For diabetes patients, a quick stick of the finger will soon reveal more than blood sugar levels. With glucometers that can wirelessly connect to Microsoft's HealthVault online health information center, patients can upload their stats and download relevant medical advice anytime, anywhere.
Texas Instruments has agreed to bundle software on some of its existing wireless products so companies can produce connected medical devices that will easily operate with HealthVault.
"We're making it possible for TI's wireless technology to support HealthVault by including software on some of our wireless modules," said Janell Mirochna, a spokesperson for TI.
Glucometers, blood pressure monitors, pedometers, and heart rate monitors are among some of the devices that will be able to transmit vital statistics to the online health information repository from any location using TI's wireless technologies.
"Combining TI's semiconductor technology and the Microsoft Health- Vault platform can enable medical devices that equip consumers with their information when and where they need it to make healthcare decisions," said Kent Novak, vice president of TI's medical business.
Mirochna said the company is not prepared to discuss specific product plans at this time, but it anticipates medical devices based on its wireless technology to be available in the second quarter of 2008.

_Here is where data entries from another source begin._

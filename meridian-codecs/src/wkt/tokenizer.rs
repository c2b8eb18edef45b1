//! Lazy tokenizer for the WKT grammar.

use crate::error::WktError;

/// One lexical element of a WKT input.
#[derive(Debug, Clone, PartialEq)]
pub(super) enum Token {
    /// A keyword: a geometry name, a dimension suffix or `EMPTY`.
    Word(String),
    /// A numeric literal, already parsed.
    Number(f64),
    OpenParen,
    CloseParen,
    Comma,
}

impl Token {
    /// Rendering used in error messages.
    pub fn describe(&self) -> String {
        match self {
            Token::Word(w) => format!("word {w:?}"),
            Token::Number(n) => format!("number {n}"),
            Token::OpenParen => "'('".to_string(),
            Token::CloseParen => "')'".to_string(),
            Token::Comma => "','".to_string(),
        }
    }
}

/// Splits an input string into [`Token`]s on demand, one `next` call at a time.
///
/// Each produced token carries the byte offset it started at, so parse errors can point into
/// the original input.
pub(super) struct Tokenizer<'a> {
    input: &'a str,
    position: usize,
}

impl<'a> Tokenizer<'a> {
    pub fn new(input: &'a str) -> Self {
        Self { input, position: 0 }
    }

    /// Next token and its starting byte offset, or `None` at the end of input.
    pub fn next(&mut self) -> Result<Option<(Token, usize)>, WktError> {
        self.skip_whitespace();
        let start = self.position;

        let Some(first) = self.rest().chars().next() else {
            return Ok(None);
        };

        let token = match first {
            '(' => {
                self.position += 1;
                Token::OpenParen
            }
            ')' => {
                self.position += 1;
                Token::CloseParen
            }
            ',' => {
                self.position += 1;
                Token::Comma
            }
            c if c.is_ascii_alphabetic() => {
                let word = self.take_while(|c| c.is_ascii_alphanumeric() || c == '_');
                Token::Word(word.to_string())
            }
            c if c.is_ascii_digit() || c == '-' || c == '+' || c == '.' => {
                let text = self.take_while(|c| {
                    c.is_ascii_digit()
                        || c == '-'
                        || c == '+'
                        || c == '.'
                        || c == 'e'
                        || c == 'E'
                });
                let number = text.parse().map_err(|_| WktError::InvalidNumber {
                    text: text.to_string(),
                    position: start,
                })?;
                Token::Number(number)
            }
            character => {
                return Err(WktError::UnexpectedCharacter {
                    character,
                    position: start,
                })
            }
        };

        Ok(Some((token, start)))
    }

    fn rest(&self) -> &'a str {
        &self.input[self.position..]
    }

    fn skip_whitespace(&mut self) {
        let trimmed = self.rest().trim_start();
        self.position = self.input.len() - trimmed.len();
    }

    fn take_while(&mut self, accept: impl Fn(char) -> bool) -> &'a str {
        let rest = self.rest();
        let len = rest
            .char_indices()
            .find(|&(_, c)| !accept(c))
            .map(|(i, _)| i)
            .unwrap_or(rest.len());
        self.position += len;
        &rest[..len]
    }
}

So far, TI is the only semiconductor company that Microsoft has recruited to manufacture wireless chips for the HealthVault initiative. However, Microsoft has signed on a number of medical electronics manufacturers to make HealthVault-compatible devices that will initially link through USB connections (see the figure).
Home Diagnostics, which makes diabetes testing supplies, will enable its TRUEtrack and TRUEread users to download data from the meter to HealthVault. Microlife will produce a connected blood pressure monitor, and Polar Electro plans to make its heart rate monitors compatible. Omron will likely use TI's wireless technology to link its pedometer models with HealthVault, according to a Microsoft spokesperson.
HealthVault is the first large-scale attempt at enabling consumers to manage their healthcare portfolios online. Microsoft intends for both patients and doctors to be able to manage the accounts, with doctors and hospitals posting medical records while patients can upload real-time data like blood sugar level readings.
Since most medical information already exists in digital form, HealthVault will aggregate electronic records that are stored on different servers. This way, doctors and patients have access to a complete health profile.
"People are concerned to find themselves at the center of the healthcare ecosystem today because they must navigate a complex web of disconnected interactions between providers, hospitals, insurance companies, and even government agencies," said Peter Neupert, corporate vice president of the Health Solutions Group at Microsoft.
"HealthVault makes it possible for people to collect their private health information on their terms," he continued, "and for companies across the health industry to deliver compatible tools and services built on the Health- Vault platform."